Continue to follow the path along the north side of the brook, after 1000 yards arriving at a lily pond on the outskirts of South Croxton (locally pronounced 'Crowston' as in 'Crow'). Walk round the south and west sides of the brook to come out onto an unsurfaced lane by a horse paddock (Kings' Lane). Go left here and continue down to the end of the lane where it comes out onto a public road by the Golden Fleece. At the Golden Fleece, turn left down the road, continuing for 120 yards until you reach a footpath on the left, between private houses. Cross a small field attached to a private house, then cross the Queniborough brook. Cross four more fields, now walking in a southerly direction, then walk through New Covert. Cross one more field to come out onto a farm road by Waterloo Lodge Farm. Turn left here and follow the signposted public bridleway across parkland with distant views of Baggrave Hall down the hill.

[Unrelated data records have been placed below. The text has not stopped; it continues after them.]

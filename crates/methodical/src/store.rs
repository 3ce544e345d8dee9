//! The store facade: one owned state, its operations, queries and listeners.
//!
//! ```text
//! action.invoke(args)
//!   -> Core::dispatch          rejects re-entry while a transition runs
//!   -> TransitionEngine        draft, operation, optional patch listener
//!   -> commit                  previous = current, current = next
//!   -> Hub::notify             listeners re-read through get_state()
//! ```
//!
//! Transitions commit in invocation order and each commit notifies before
//! the call returns. A failed transition commits nothing and notifies no one.

use crate::args::Args;
use crate::binder::{ActionBinder, Actions, Dispatch};
use crate::config::{ListenerFailurePolicy, StoreConfig};
use crate::engine::{PatchListener, TransitionEngine};
use crate::error::{StoreError, StoreResult};
use crate::hub::{Hub, Subscription};
use crate::methods::Methods;
use crate::query::{BoundQueries, Queries, QueryProjector};
use methodical_state::{Draftable, Patch};
use std::cell::RefCell;
use std::rc::{Rc, Weak};

/// The committed state and the value it replaced.
#[derive(Debug)]
pub struct StateSnapshot<S> {
    pub previous: Rc<S>,
    pub current: Rc<S>,
}

impl<S> Clone for StateSnapshot<S> {
    fn clone(&self) -> Self {
        Self {
            previous: Rc::clone(&self.previous),
            current: Rc::clone(&self.current),
        }
    }
}

struct Core<S> {
    engine: TransitionEngine<S>,
    cell: Rc<RefCell<StateSnapshot<S>>>,
    hub: Hub,
    active: RefCell<Option<String>>,
    label: Option<String>,
}

/// Marks a transition as running; cleared on drop, including on unwind.
struct ActiveGuard<'a> {
    slot: &'a RefCell<Option<String>>,
}

impl<'a> ActiveGuard<'a> {
    fn enter(slot: &'a RefCell<Option<String>>, name: &str) -> Self {
        *slot.borrow_mut() = Some(name.to_owned());
        Self { slot }
    }
}

impl Drop for ActiveGuard<'_> {
    fn drop(&mut self) {
        *self.slot.borrow_mut() = None;
    }
}

impl<S: Draftable> Core<S> {
    fn label(&self) -> &str {
        self.label.as_deref().unwrap_or("store")
    }
}

impl<S: Draftable> Dispatch for Core<S> {
    fn dispatch(&self, name: &str, args: Args) -> StoreResult<()> {
        if let Some(active) = self.active.borrow().as_deref() {
            tracing::warn!(
                store = self.label(),
                operation = name,
                active,
                "rejected re-entrant dispatch"
            );
            return Err(StoreError::Reentrant {
                name: name.to_owned(),
                active: active.to_owned(),
            });
        }

        let current = Rc::clone(&self.cell.borrow().current);
        let next = {
            let _guard = ActiveGuard::enter(&self.active, name);
            self.engine.transition(&current, name, &args)
        };
        let next = match next {
            Ok(next) => next,
            Err(err) => {
                tracing::warn!(
                    store = self.label(),
                    operation = name,
                    error = %err,
                    "transition rejected"
                );
                return Err(err);
            }
        };

        {
            let mut snapshot = self.cell.borrow_mut();
            snapshot.previous = std::mem::replace(&mut snapshot.current, Rc::new(next));
        }
        tracing::debug!(
            store = self.label(),
            operation = name,
            "committed transition"
        );

        self.hub.notify();
        Ok(())
    }
}

/// A single owned state value with named operations over it.
///
/// Everything handed out by a store (actions, bound queries, subscriptions)
/// is single-threaded and cheap to clone.
pub struct Store<S> {
    core: Rc<Core<S>>,
    target: Weak<dyn Dispatch>,
    binder: ActionBinder<S>,
    queries: BoundQueries<S>,
}

impl<S: Draftable + 'static> Store<S> {
    pub fn new(methods: impl Into<Rc<Methods<S>>>, initial: S) -> Self {
        Self::builder(methods, initial).build()
    }

    pub fn builder(methods: impl Into<Rc<Methods<S>>>, initial: S) -> StoreBuilder<S> {
        StoreBuilder {
            methods: methods.into(),
            initial,
            queries: None,
            patch_listener: None,
            config: StoreConfig::default(),
        }
    }

    /// The current state and the one it replaced.
    pub fn get_state(&self) -> StateSnapshot<S> {
        self.core.cell.borrow().clone()
    }

    pub fn current(&self) -> Rc<S> {
        Rc::clone(&self.core.cell.borrow().current)
    }

    pub fn previous(&self) -> Rc<S> {
        Rc::clone(&self.core.cell.borrow().previous)
    }

    /// Register a listener called after every committed transition.
    pub fn subscribe(&self, listener: impl Fn() + 'static) -> Subscription {
        self.core.hub.subscribe(listener)
    }

    pub fn listener_count(&self) -> usize {
        self.core.hub.len()
    }

    /// One callable per operation.
    pub fn actions(&self) -> Actions {
        self.binder.bind(self.core.engine.methods(), &self.target)
    }

    /// One callable per query, always reading the latest committed state.
    pub fn query(&self) -> BoundQueries<S> {
        self.queries.clone()
    }

    /// Run operation `name` and notify listeners.
    pub fn dispatch(&self, name: &str, args: Args) -> StoreResult<()> {
        self.core.dispatch(name, args)
    }

    pub fn label(&self) -> Option<&str> {
        self.core.label.as_deref()
    }
}

impl<S> std::fmt::Debug for Store<S> {
    fn fmt(&self, f: &mut std::fmt::Formatter<'_>) -> std::fmt::Result {
        f.debug_struct("Store")
            .field("label", &self.core.label)
            .field("engine", &self.core.engine)
            .field("hub", &self.core.hub)
            .finish_non_exhaustive()
    }
}

pub struct StoreBuilder<S> {
    methods: Rc<Methods<S>>,
    initial: S,
    queries: Option<Rc<Queries<S>>>,
    patch_listener: Option<PatchListener>,
    config: StoreConfig,
}

impl<S: Draftable + 'static> StoreBuilder<S> {
    #[must_use]
    pub fn queries(mut self, queries: impl Into<Rc<Queries<S>>>) -> Self {
        self.queries = Some(queries.into());
        self
    }

    /// Observe `(patches, inverse)` for every committed transition.
    #[must_use]
    pub fn patch_listener(mut self, listener: impl Fn(&Patch, &Patch) + 'static) -> Self {
        self.patch_listener = Some(Box::new(listener));
        self
    }

    #[must_use]
    pub fn config(mut self, config: StoreConfig) -> Self {
        self.config = config;
        self
    }

    #[must_use]
    pub fn label(mut self, label: impl Into<String>) -> Self {
        self.config.label = Some(label.into());
        self
    }

    #[must_use]
    pub fn listener_failure(mut self, policy: ListenerFailurePolicy) -> Self {
        self.config.listener_failure = policy;
        self
    }

    pub fn build(self) -> Store<S> {
        let queries = self.queries.unwrap_or_else(|| Rc::new(Queries::empty()));

        let mut engine = TransitionEngine::new(self.methods).with_queries(Rc::clone(&queries));
        if let Some(listener) = self.patch_listener {
            engine = engine.with_patch_listener(listener);
        }

        let initial = Rc::new(self.initial);
        let cell = Rc::new(RefCell::new(StateSnapshot {
            previous: Rc::clone(&initial),
            current: initial,
        }));

        let supplier = Rc::clone(&cell);
        let bound = QueryProjector::project(queries, move || Rc::clone(&supplier.borrow().current));

        let core = Rc::new(Core {
            engine,
            cell,
            hub: Hub::with_policy(self.config.listener_failure),
            active: RefCell::new(None),
            label: self.config.label,
        });
        let dispatcher: Rc<dyn Dispatch> = core.clone();
        let target = Rc::downgrade(&dispatcher);

        tracing::debug!(
            store = core.label(),
            operations = core.engine.methods().len(),
            "store created"
        );

        Store {
            core,
            target,
            binder: ActionBinder::new(),
            queries: bound,
        }
    }
}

At a bend in the road continue straight on down the bridleway. Inkerman Lodge, at the western edge of yet another small spinney, boasts the remains of a once-splendid Victorian railway carriage. Its origins are immediately apparent but it is surely now beyond proud restoration. At the far side of the spinney cross the minor road and follow the footpath leading east across fields and down to a narrow combe. At the other side of the combe cross two more fields, now walking in a south easterly direction to come out onto the very minor gated road at the top of Skeg Hill between Lowesby and Cold Newton. The start of the walk at Lowesby is about 1000 yards down Skeg Hill and on the other side of the Queniborough Brook.
Pubs: The Golden Fleece, South Croxton which welcomes walkers. Has a new beer garden and roaring fires. No pub in Lowesby.